_WORK INSTRUCTIONS_: Report the number of lines in the data where the word "String" appears, and add no other text.

_Stored data entries_:
Segment Open
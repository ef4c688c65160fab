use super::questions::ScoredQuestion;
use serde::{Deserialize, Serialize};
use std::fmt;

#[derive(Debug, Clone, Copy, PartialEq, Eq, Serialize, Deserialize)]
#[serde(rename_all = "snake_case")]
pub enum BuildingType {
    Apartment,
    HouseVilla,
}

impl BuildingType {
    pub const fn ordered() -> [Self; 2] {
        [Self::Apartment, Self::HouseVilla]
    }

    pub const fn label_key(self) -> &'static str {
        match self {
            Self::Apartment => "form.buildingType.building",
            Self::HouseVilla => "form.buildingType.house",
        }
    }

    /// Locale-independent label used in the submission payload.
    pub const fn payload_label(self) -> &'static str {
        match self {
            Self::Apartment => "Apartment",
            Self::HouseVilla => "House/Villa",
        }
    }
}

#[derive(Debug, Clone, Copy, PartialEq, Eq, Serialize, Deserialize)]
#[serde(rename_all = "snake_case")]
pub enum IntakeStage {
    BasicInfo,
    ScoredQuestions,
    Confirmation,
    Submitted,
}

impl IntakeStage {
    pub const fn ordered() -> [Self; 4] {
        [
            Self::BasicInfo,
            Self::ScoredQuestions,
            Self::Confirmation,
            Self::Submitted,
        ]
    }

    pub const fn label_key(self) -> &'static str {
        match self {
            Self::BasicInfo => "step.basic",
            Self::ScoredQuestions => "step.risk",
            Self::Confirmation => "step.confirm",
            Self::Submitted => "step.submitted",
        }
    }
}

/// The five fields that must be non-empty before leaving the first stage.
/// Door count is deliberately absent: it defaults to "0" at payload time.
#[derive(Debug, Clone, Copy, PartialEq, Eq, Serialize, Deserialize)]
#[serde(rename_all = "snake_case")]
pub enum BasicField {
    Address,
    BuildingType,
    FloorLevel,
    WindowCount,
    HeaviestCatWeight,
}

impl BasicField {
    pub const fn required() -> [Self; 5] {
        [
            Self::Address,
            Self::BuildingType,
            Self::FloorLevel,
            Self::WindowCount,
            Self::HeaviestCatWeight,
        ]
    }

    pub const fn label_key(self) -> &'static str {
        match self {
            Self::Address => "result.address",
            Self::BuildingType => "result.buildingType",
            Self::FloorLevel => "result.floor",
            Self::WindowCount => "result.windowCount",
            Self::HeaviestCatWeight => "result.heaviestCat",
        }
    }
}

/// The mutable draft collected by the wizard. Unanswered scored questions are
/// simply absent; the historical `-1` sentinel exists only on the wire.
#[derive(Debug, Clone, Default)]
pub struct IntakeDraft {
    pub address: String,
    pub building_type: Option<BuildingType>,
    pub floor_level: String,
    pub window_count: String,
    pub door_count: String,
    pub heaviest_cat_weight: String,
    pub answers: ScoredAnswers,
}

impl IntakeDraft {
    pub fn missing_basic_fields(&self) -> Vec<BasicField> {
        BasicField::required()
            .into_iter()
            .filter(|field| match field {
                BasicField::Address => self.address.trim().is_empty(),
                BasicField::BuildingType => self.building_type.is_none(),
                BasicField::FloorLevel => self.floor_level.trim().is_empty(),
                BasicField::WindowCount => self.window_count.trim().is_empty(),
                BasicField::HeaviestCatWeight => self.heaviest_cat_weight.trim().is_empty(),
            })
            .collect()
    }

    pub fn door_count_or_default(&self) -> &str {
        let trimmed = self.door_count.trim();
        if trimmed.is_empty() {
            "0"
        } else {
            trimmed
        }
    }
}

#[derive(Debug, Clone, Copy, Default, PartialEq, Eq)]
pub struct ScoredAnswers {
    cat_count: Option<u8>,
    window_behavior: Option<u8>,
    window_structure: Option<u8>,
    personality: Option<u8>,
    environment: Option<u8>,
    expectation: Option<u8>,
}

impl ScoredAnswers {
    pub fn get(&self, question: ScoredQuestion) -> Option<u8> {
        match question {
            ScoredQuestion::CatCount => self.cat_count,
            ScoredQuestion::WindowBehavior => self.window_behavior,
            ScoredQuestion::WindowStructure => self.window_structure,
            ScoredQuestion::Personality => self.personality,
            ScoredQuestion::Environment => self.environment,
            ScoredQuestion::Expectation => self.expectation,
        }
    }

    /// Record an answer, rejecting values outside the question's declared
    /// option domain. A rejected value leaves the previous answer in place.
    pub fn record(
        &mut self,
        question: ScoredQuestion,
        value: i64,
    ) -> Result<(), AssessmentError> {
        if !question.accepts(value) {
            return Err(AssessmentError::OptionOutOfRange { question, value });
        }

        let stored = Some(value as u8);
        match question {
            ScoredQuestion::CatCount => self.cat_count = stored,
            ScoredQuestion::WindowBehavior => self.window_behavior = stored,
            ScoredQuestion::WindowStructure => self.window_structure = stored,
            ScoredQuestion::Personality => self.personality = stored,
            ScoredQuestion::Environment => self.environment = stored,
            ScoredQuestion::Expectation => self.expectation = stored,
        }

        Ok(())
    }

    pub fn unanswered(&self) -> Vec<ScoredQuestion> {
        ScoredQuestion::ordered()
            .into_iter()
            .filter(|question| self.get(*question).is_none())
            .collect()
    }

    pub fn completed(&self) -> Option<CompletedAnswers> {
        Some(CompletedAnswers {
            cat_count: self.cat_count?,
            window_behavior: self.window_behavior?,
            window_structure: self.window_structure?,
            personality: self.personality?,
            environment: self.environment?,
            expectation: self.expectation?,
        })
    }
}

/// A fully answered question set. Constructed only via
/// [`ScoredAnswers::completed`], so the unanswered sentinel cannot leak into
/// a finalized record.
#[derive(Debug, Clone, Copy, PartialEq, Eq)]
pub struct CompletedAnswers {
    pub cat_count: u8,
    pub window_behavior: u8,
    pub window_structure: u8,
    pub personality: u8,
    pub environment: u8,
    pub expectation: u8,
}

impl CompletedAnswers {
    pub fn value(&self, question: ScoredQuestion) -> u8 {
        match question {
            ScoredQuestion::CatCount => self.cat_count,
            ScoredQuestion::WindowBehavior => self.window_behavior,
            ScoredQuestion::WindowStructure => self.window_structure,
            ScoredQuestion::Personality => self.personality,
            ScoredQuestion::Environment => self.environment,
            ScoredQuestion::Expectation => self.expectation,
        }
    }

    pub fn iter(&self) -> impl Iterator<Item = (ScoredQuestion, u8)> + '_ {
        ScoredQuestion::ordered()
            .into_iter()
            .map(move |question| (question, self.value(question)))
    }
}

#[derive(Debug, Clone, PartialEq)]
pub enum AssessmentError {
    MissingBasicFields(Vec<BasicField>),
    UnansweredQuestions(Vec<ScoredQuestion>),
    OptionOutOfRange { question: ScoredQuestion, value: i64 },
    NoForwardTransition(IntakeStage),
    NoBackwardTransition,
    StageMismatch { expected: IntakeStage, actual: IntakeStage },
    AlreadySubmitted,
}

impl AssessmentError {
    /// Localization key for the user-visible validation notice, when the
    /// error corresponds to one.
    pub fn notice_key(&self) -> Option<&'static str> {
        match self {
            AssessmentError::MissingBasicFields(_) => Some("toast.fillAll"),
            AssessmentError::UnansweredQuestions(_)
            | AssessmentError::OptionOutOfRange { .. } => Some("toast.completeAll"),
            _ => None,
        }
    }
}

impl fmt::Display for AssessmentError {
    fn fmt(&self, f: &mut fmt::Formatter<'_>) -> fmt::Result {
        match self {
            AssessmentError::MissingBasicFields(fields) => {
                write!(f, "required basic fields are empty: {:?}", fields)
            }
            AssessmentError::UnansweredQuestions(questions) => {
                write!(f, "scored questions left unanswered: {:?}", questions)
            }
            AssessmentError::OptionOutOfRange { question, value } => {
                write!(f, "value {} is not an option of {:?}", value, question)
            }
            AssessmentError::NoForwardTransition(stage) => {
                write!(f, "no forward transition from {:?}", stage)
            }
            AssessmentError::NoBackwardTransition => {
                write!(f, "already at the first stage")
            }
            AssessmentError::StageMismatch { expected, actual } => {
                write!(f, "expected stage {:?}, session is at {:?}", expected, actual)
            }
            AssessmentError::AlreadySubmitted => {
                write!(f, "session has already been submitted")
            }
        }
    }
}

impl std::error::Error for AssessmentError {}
Segment Closed
_SOLUTION TO THE PROBLEM_: 5